Creative dealmaking has always been an antidote to market volatility and challenges requiring a little flexibility to get a merger or acquisition past the finish line. But the past 24 months have pulled novel M&A to the forefront. PIPEs and SPACs (to the uninitiated, that’s abbreviated shorthand for “private investment in public equity” and “special purpose acquisition company”) have become colloquial and headline-worthy, propelled forward by big-name plays like Virgin Galactic’s 2019 SPAC merger. But behind the hype, a stack of creative deal structures are being employed by M&A advisors to skirt practical roadblocks to the deal flow.
According to a recent paper for the Harvard Law School Forum of Corporate Governance, 59% of the 150 US corporates and private equity firms surveyed said they have been involved in at least one creative deal structure in the past 24 months. That number shot up to 79% of respondents in the private equity category versus 39% of corporates, but what’s more telling is that nearly half (47%) of respondents who opted not to use creative deal structures still considered novel ideas before opting to follow a traditional path.

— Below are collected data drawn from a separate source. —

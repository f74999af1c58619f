use std::io;

use actix_cors::Cors;
use actix_web::http::header;
use actix_web::middleware::Logger;
use actix_web::{web, App, HttpServer};

use course_enrollment_server::api;
use course_enrollment_server::data_structs::app_config::AppConfig;
use course_enrollment_server::SharedResources;

const DEFAULT_CONFIG_PATH: &str = "config.yml";

fn load() -> io::Result<(AppConfig, SharedResources)> {
    let config_path = std::env::args().nth(1).unwrap_or_else(|| DEFAULT_CONFIG_PATH.to_string());
    log::info!("Loading configuration from {}", config_path);

    let config = AppConfig::load(&config_path)
        .map_err(|e| io::Error::new(io::ErrorKind::InvalidData, e))?
        .with_jwt_secret_override(std::env::var("JWT_SECRET").ok());

    log::info!("Seeding the in-memory database");
    let shared_resources = SharedResources::from_config(&config)
        .map_err(|e| io::Error::new(io::ErrorKind::InvalidData, e))?;
    log::info!(
        "Loaded {} courses and {} enrollments",
        config.courses.len(),
        config.enrollments.len()
    );

    Ok((config, shared_resources))
}

fn build_cors(allowed_origins: &[String]) -> Cors {
    let cors = Cors::default()
        .allowed_methods(vec!["GET", "POST", "DELETE"])
        .allowed_headers(vec![header::AUTHORIZATION, header::CONTENT_TYPE])
        .max_age(3600);
    allowed_origins.iter().fold(cors, |cors, origin| cors.allowed_origin(origin))
}

#[actix_web::main]
async fn main() -> io::Result<()> {
    env_logger::Builder::from_env(env_logger::Env::default().default_filter_or("info")).init();

    let (config, shared_resources) = load()?;
    let allowed_origins = config.cors_allowed_origins.clone();

    log::info!("Starting HTTP server on {}:{}", config.host, config.port);
    HttpServer::new(move || {
        App::new()
            .app_data(web::Data::new(shared_resources.clone()))
            .wrap(build_cors(&allowed_origins))
            .wrap(Logger::new("%a \"%r\" %s %b \"%{User-Agent}i\" %T"))
            .configure(api::configure)
    })
        .bind((config.host.as_str(), config.port))?
        .run()
        .await
}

Certainly, the pandemic played a massive role, but it’s the underlying conditions – risk, inefficiency and market hurdles – exacerbated by COVID-19, that have really fuelled the rise in creativity. “Many respondents anticipated increased appetite for risk-sharing in dealmaking, with joint ventures and club deals, for example, rising in popularity,” write the authors of the report. “A predicted increase in the number of deals involving equity clawbacks or contingent consideration also signals a more defensive view of the M&A market, with buyers seeking to build protection into transactions.”
PIPEs have also proven to be an effective way for investors to make their purchases at a discounted price, while sellers can expedite the fundraising process.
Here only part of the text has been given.